▶ [SOURCE DATA]:
===============

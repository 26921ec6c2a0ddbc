//! Micro-operation definitions for cycle-accurate 65xx execution.
//!
//! Every opcode decomposes into a fixed schedule of micro-ops, one per
//! clock cycle. A micro-op performs at most one bus access and mutates
//! only the current state slot. Terminal micro-ops end the instruction
//! themselves; conditional ops (branches, page-cross fixups, the CMOS
//! decimal penalty) end it early or decline to end it, which is how
//! variable-length opcodes fit fixed schedules.

/// Index register selector for indexed addressing micro-ops.
#[derive(Debug, Clone, Copy, PartialEq, Eq)]
pub(crate) enum Index {
    X,
    Y,
}

/// Interrupt/BRK vector selector.
#[derive(Debug, Clone, Copy, PartialEq, Eq)]
pub(crate) enum Vector {
    Nmi,
    Reset,
    IrqBrk,
}

impl Vector {
    /// Low byte address of the vector; the high byte follows it.
    pub(crate) const fn addr(self) -> u16 {
        match self {
            Self::Nmi => 0xFFFA,
            Self::Reset => 0xFFFC,
            Self::IrqBrk => 0xFFFE,
        }
    }
}

/// Branch conditions, evaluated against the current P register.
#[derive(Debug, Clone, Copy, PartialEq, Eq)]
pub(crate) enum Cond {
    CarryClear,
    CarrySet,
    NotZero,
    Zero,
    Plus,
    Minus,
    OverflowClear,
    OverflowSet,
    /// BRA on the CMOS parts.
    Always,
}

/// Operations applied in the same cycle as the data read.
///
/// On silicon the ALU result lands while the next cycle is already being
/// scheduled, so a data-read micro-op carries the operation it feeds.
#[derive(Debug, Clone, Copy, PartialEq, Eq)]
pub(crate) enum Alu {
    Adc,
    /// CMOS ADC: decimal mode re-derives N/Z from the corrected result
    /// and hands completion to the trailing penalty cycle.
    AdcCmos,
    Sbc,
    SbcCmos,
    And,
    Ora,
    Eor,
    Cmp,
    Cpx,
    Cpy,
    Bit,
    /// BIT immediate (CMOS): only Z is affected.
    BitImm,
    Lda,
    Ldx,
    Ldy,
    /// LAX: LDA + LDX in one.
    Lax,
    /// ANC: AND, then copy N into C.
    Anc,
    /// ALR: AND, then LSR A.
    Alr,
    /// ARR: AND, ROR A, C/V from bits 6/5, with the NMOS decimal fixup.
    Arr,
    /// XAA: A = (A | magic) & X & operand.
    Xaa,
    /// LXA: A = X = (A | magic) & operand.
    Lxa,
    /// AXS: X = (A & X) - operand, C as an unsigned compare.
    Axs,
    /// LAS: A = X = S = operand & S.
    Las,
    /// Read and discard (multi-byte NOPs).
    Ign,
}

/// Read-modify-write operations, applied in the modify cycle.
#[derive(Debug, Clone, Copy, PartialEq, Eq)]
pub(crate) enum Rmw {
    Asl,
    Lsr,
    Rol,
    Ror,
    Inc,
    Dec,
    /// SLO: ASL memory, then ORA the result into A.
    Slo,
    /// RLA: ROL memory, then AND the result into A.
    Rla,
    /// SRE: LSR memory, then EOR the result into A.
    Sre,
    /// RRA: ROR memory, then ADC the result into A.
    Rra,
    /// DCP: DEC memory, then CMP A against the result.
    Dcp,
    /// ISC: INC memory, then SBC the result from A.
    Isc,
    /// TSB: Z from A & mem, then set the A bits in memory.
    Tsb,
    /// TRB: Z from A & mem, then clear the A bits in memory.
    Trb,
    /// RMB0-7: clear one bit in zero page, no flags.
    Rmb(u8),
    /// SMB0-7: set one bit in zero page, no flags.
    Smb(u8),
}

/// Value source for store micro-ops.
#[derive(Debug, Clone, Copy, PartialEq, Eq)]
pub(crate) enum Store {
    A,
    X,
    Y,
    /// STZ (CMOS).
    Zero,
    /// SAX: A & X.
    Ax,
    /// SHX: X & (high byte of the target + 1).
    ShxH,
    /// SHY: Y & (high byte of the target + 1).
    ShyH,
    /// AHX: A & X & (high byte of the target + 1).
    AhxH,
    /// TAS: S = A & X, store S & (high byte of the target + 1).
    TasH,
}

/// Value source for stack push micro-ops.
#[derive(Debug, Clone, Copy, PartialEq, Eq)]
pub(crate) enum PushSource {
    A,
    X,
    Y,
    /// P with B set (BRK/PHP).
    StatusBrk,
    /// P with B clear (IRQ/NMI).
    StatusIrq,
    Pch,
    Pcl,
}

/// Destination for terminal stack pull micro-ops.
#[derive(Debug, Clone, Copy, PartialEq, Eq)]
pub(crate) enum PullTarget {
    A,
    X,
    Y,
    Status,
}

/// Single-byte operations that execute during the dummy read after the
/// opcode fetch.
#[derive(Debug, Clone, Copy, PartialEq, Eq)]
pub(crate) enum ImpliedOp {
    Tax,
    Tay,
    Txa,
    Tya,
    Tsx,
    Txs,
    Inx,
    Iny,
    Dex,
    Dey,
    AslA,
    LsrA,
    RolA,
    RorA,
    IncA,
    DecA,
    Clc,
    Sec,
    Cli,
    Sei,
    Clv,
    Cld,
    Sed,
    Nop,
}

/// A single one-cycle micro-operation.
#[derive(Debug, Clone, Copy, PartialEq, Eq)]
pub(crate) enum MicroOp {
    // === Opcode fetch ===
    /// Read the opcode at PC, record it and its address, PC += 1.
    FetchOpcode,
    /// Same, but the instruction is one cycle long (CMOS undefined NOPs).
    FetchLast,

    // === Operand and address fetch ===
    /// Read the operand at PC, PC += 1, apply the ALU op. Terminal.
    ReadImm(Alu),
    /// addr low byte from PC, PC += 1.
    FetchAdl,
    /// addr high byte from PC, PC += 1.
    FetchAdh,
    /// addr high byte from PC; index added to the low byte, page-cross
    /// recorded in the fixup flag; PC += 1.
    FetchAdhIndex(Index),
    /// addr high byte from PC; jump there (JMP absolute). Terminal.
    FetchAdhJump,
    /// Zero-page pointer from PC into ptr (and addr); PC += 1.
    FetchPointer,
    /// Dummy read at ptr while the index is added (zero-page wrap).
    IndexPointer(Index),
    /// addr low byte from [ptr].
    ReadPointerLo,
    /// addr high byte from [ptr+1], zero-page wrap.
    ReadPointerHi,
    /// addr high byte from [ptr+1]; Y added to the low byte, page-cross
    /// recorded in the fixup flag.
    ReadPointerHiIndex,
    /// Internal cycle adding an index to the full 16-bit addr
    /// (JMP (abs,X)).
    IndexAddr(Index),
    /// Indirect jump target low byte from [addr].
    ReadIndirectLo,
    /// Indirect jump target high byte; the pointer wraps within the page
    /// (the NMOS JMP ($xxFF) bug). Terminal.
    ReadIndirectHiBug,
    /// Indirect jump target high byte from [addr+1]. Terminal.
    ReadIndirectHi,

    // === Data access ===
    /// Read [addr], apply the ALU op. Terminal.
    ReadEffective(Alu),
    /// Page-cross probe: without a cross this is the data read (terminal,
    /// the fixup cycle is skipped); with one it is the wrong-page dummy
    /// read and the high byte is corrected.
    ReadIndexed(Alu),
    /// Read from the corrected address, apply the ALU op. Terminal.
    ReadFixed(Alu),
    /// Read [addr] into the data latch (RMW).
    ReadData,
    /// Dummy read at the possibly-wrong address; always fix the high byte
    /// (indexed writes and RMW, which take the worst-case count).
    ReadFixAlways,
    /// NMOS RMW modify cycle: write the original value back, then modify
    /// the latch.
    DummyWrite(Rmw),
    /// CMOS RMW modify cycle: read the address again, then modify the
    /// latch.
    ReadAgain(Rmw),
    /// Write the data latch to [addr]. Terminal.
    WriteData,
    /// Write a register-derived value to [addr]. Terminal.
    WriteEffective(Store),

    // === Implied and internal cycles ===
    /// Dummy read at PC, apply a single-byte operation. Terminal.
    Implied(ImpliedOp),
    /// Dummy read at PC, no effect.
    InternalCycle,
    /// Internal cycle with no bus access at all.
    IdleCycle,
    /// As IdleCycle, but terminal (simplified illegal-NOP schedules).
    IdleLast,
    /// No bus access; PC steps over an operand byte (simplified illegal
    /// NOPs keep the instruction length of the opcode they replace).
    IdleSkip,
    /// As IdleSkip, but terminal.
    IdleSkipLast,
    /// Extra cycle taken by CMOS decimal ADC/SBC. Terminal.
    DecimalPenalty,

    // === Branches ===
    /// Read the displacement at PC, PC += 1; a failed condition ends the
    /// instruction here.
    BranchOperand(Cond),
    /// Displacement read for BBR/BBS, testing a bit of the zero-page byte
    /// fetched earlier.
    BitBranch { bit: u8, expect_set: bool },
    /// Dummy read while the target is formed; same-page targets jump and
    /// end here.
    BranchTake,
    /// Wrong-page dummy read, then jump across the page. Terminal.
    BranchFixPage,

    // === Stack ===
    /// Dummy read at the current stack address.
    StackDummy,
    /// Push one byte; S -= 1.
    Push(PushSource),
    /// S += 1, pull into a register (with flag updates). Terminal.
    Pull(PullTarget),
    /// S += 1, pull P mid-instruction (RTI).
    PullStatus,
    /// S += 1, pull the return address low byte.
    PullPcl,
    /// S += 1, pull the high byte and jump (RTI). Terminal.
    PullPchJump,
    /// Pull the high byte, then the extra cycle that steps past the JSR
    /// return address (RTS). Non-terminal: the increment cycle follows.
    PullPch,
    /// Dummy read at the pulled address; PC = addr + 1 (RTS). Terminal.
    RtsFinish,
    /// Read the JSR target high byte at PC and jump. Terminal.
    JsrJump,
    /// BRK signature byte: read at PC, PC += 1.
    BrkPad,

    // === Interrupt sequencing ===
    /// Vector low byte into the data latch.
    VectorLo(Vector),
    /// Vector high byte; jump, set I, optionally clear D. Terminal.
    VectorHi { vector: Vector, clear_d: bool },
    /// Reset's fake stack push: read at the stack address, S -= 1.
    ResetStack,

    // === Control ===
    /// NMOS JAM: lock the CPU until reset. Terminal.
    Jam,
    /// WAI: wait for an interrupt line. Terminal.
    Wait,
    /// STP: stop until reset. Terminal.
    Stop,
}
//! Property tests for the stack: push/pull round-trips and SP wrap.

use cpu_65xx::flags::{B, N, U, Z};
use cpu_65xx::{Cpu, Variant};
use emu_core::{Bus, FlatBus};
use proptest::prelude::*;

const ORIGIN: u16 = 0x0200;

fn boot(program: &[u8]) -> (Cpu, FlatBus) {
    let mut bus = FlatBus::new();
    bus.load(ORIGIN, program);
    bus.set_reset_vector(ORIGIN);
    let mut cpu = Cpu::with_variant(Variant::Nmos6502);
    cpu.reset(&mut bus);
    (cpu, bus)
}

proptest! {
    /// PHA then PLA restores A, leaves SP where it was, and sets Z/N
    /// consistently with the pulled value.
    #[test]
    fn pha_pla_round_trip(a in any::<u8>(), s in any::<u8>()) {
        let (mut cpu, mut bus) = boot(&[0x48, 0x68]);
        {
            let cur = cpu.buffer_mut().current_mut();
            cur.a = a;
            cur.s = s;
        }
        cpu.step(&mut bus);
        cpu.step(&mut bus);
        let cur = cpu.current();
        prop_assert_eq!(cur.a, a);
        prop_assert_eq!(cur.s, s);
        prop_assert_eq!(cur.p.is_set(Z), a == 0);
        prop_assert_eq!(cur.p.is_set(N), a & 0x80 != 0);
    }

    /// PHP then PLP restores every stored P bit; the pushed copy carries
    /// B and U set, and the pull forces U back on.
    #[test]
    fn php_plp_round_trip(p_byte in any::<u8>(), s in any::<u8>()) {
        let (mut cpu, mut bus) = boot(&[0x08, 0x28]);
        let p = cpu_65xx::Status::from_pulled(p_byte);
        {
            let cur = cpu.buffer_mut().current_mut();
            cur.p = p;
            cur.s = s;
        }
        cpu.step(&mut bus);
        let stack_addr = 0x0100 | u16::from(s);
        let pushed = bus.peek(stack_addr);
        prop_assert_eq!(pushed & B, B);
        prop_assert_eq!(pushed & U, U);
        cpu.step(&mut bus);
        let cur = cpu.current();
        prop_assert_eq!(cur.p, p);
        prop_assert_eq!(cur.s, s);
    }

    /// A pushed byte sequence pulls back in reverse order, wrapping
    /// within $0100-$01FF however small SP starts.
    #[test]
    fn stack_order_is_preserved_with_wrap(
        values in prop::collection::vec(any::<u8>(), 1..8),
        s in any::<u8>(),
    ) {
        // One PHA per value, then one PLA per value.
        let mut program = vec![0x48u8; values.len()];
        program.extend(std::iter::repeat(0x68).take(values.len()));
        let (mut cpu, mut bus) = boot(&program);
        cpu.buffer_mut().current_mut().s = s;

        for &value in &values {
            cpu.buffer_mut().current_mut().a = value;
            cpu.step(&mut bus);
        }
        let mut pulled = Vec::new();
        for _ in &values {
            cpu.step(&mut bus);
            pulled.push(cpu.current().a);
        }
        let mut expected = values.clone();
        expected.reverse();
        prop_assert_eq!(pulled, expected);
        prop_assert_eq!(cpu.current().s, s);
    }

    /// TXS/TSX move SP without touching memory; effective stack addresses
    /// stay inside page 1.
    #[test]
    fn stack_stays_in_page_one(s in any::<u8>(), value in any::<u8>()) {
        let (mut cpu, mut bus) = boot(&[0x48]);
        {
            let cur = cpu.buffer_mut().current_mut();
            cur.s = s;
            cur.a = value;
        }
        cpu.step(&mut bus);
        let stack_addr = 0x0100 | u16::from(s);
        prop_assert_eq!(bus.peek(stack_addr), value);
        prop_assert_eq!(cpu.current().s, s.wrapping_sub(1));
    }
}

===============

▶ [EXERCISE REQUIREMENTS]:
Could you transcribe the entries above word for word, from the line with "B clear (IRQ/NMI)." down to the line with "[addr], apply the ALU op. Terminal.", keeping both?

▶ [OUTPUT FOR THIS TASK]:
    /// P with B clear (IRQ/NMI).
    StatusIrq,
    Pch,
    Pcl,
}

/// Destination for terminal stack pull micro-ops.
#[derive(Debug, Clone, Copy, PartialEq, Eq)]
pub(crate) enum PullTarget {
    A,
    X,
    Y,
    Status,
}

/// Single-byte operations that execute during the dummy read after the
/// opcode fetch.
#[derive(Debug, Clone, Copy, PartialEq, Eq)]
pub(crate) enum ImpliedOp {
    Tax,
    Tay,
    Txa,
    Tya,
    Tsx,
    Txs,
    Inx,
    Iny,
    Dex,
    Dey,
    AslA,
    LsrA,
    RolA,
    RorA,
    IncA,
    DecA,
    Clc,
    Sec,
    Cli,
    Sei,
    Clv,
    Cld,
    Sed,
    Nop,
}

/// A single one-cycle micro-operation.
#[derive(Debug, Clone, Copy, PartialEq, Eq)]
pub(crate) enum MicroOp {
    // === Opcode fetch ===
    /// Read the opcode at PC, record it and its address, PC += 1.
    FetchOpcode,
    /// Same, but the instruction is one cycle long (CMOS undefined NOPs).
    FetchLast,

    // === Operand and address fetch ===
    /// Read the operand at PC, PC += 1, apply the ALU op. Terminal.
    ReadImm(Alu),
    /// addr low byte from PC, PC += 1.
    FetchAdl,
    /// addr high byte from PC, PC += 1.
    FetchAdh,
    /// addr high byte from PC; index added to the low byte, page-cross
    /// recorded in the fixup flag; PC += 1.
    FetchAdhIndex(Index),
    /// addr high byte from PC; jump there (JMP absolute). Terminal.
    FetchAdhJump,
    /// Zero-page pointer from PC into ptr (and addr); PC += 1.
    FetchPointer,
    /// Dummy read at ptr while the index is added (zero-page wrap).
    IndexPointer(Index),
    /// addr low byte from [ptr].
    ReadPointerLo,
    /// addr high byte from [ptr+1], zero-page wrap.
    ReadPointerHi,
    /// addr high byte from [ptr+1]; Y added to the low byte, page-cross
    /// recorded in the fixup flag.
    ReadPointerHiIndex,
    /// Internal cycle adding an index to the full 16-bit addr
    /// (JMP (abs,X)).
    IndexAddr(Index),
    /// Indirect jump target low byte from [addr].
    ReadIndirectLo,
    /// Indirect jump target high byte; the pointer wraps within the page
    /// (the NMOS JMP ($xxFF) bug). Terminal.
    ReadIndirectHiBug,
    /// Indirect jump target high byte from [addr+1]. Terminal.
    ReadIndirectHi,

    // === Data access ===
    /// Read [addr], apply the ALU op. Terminal.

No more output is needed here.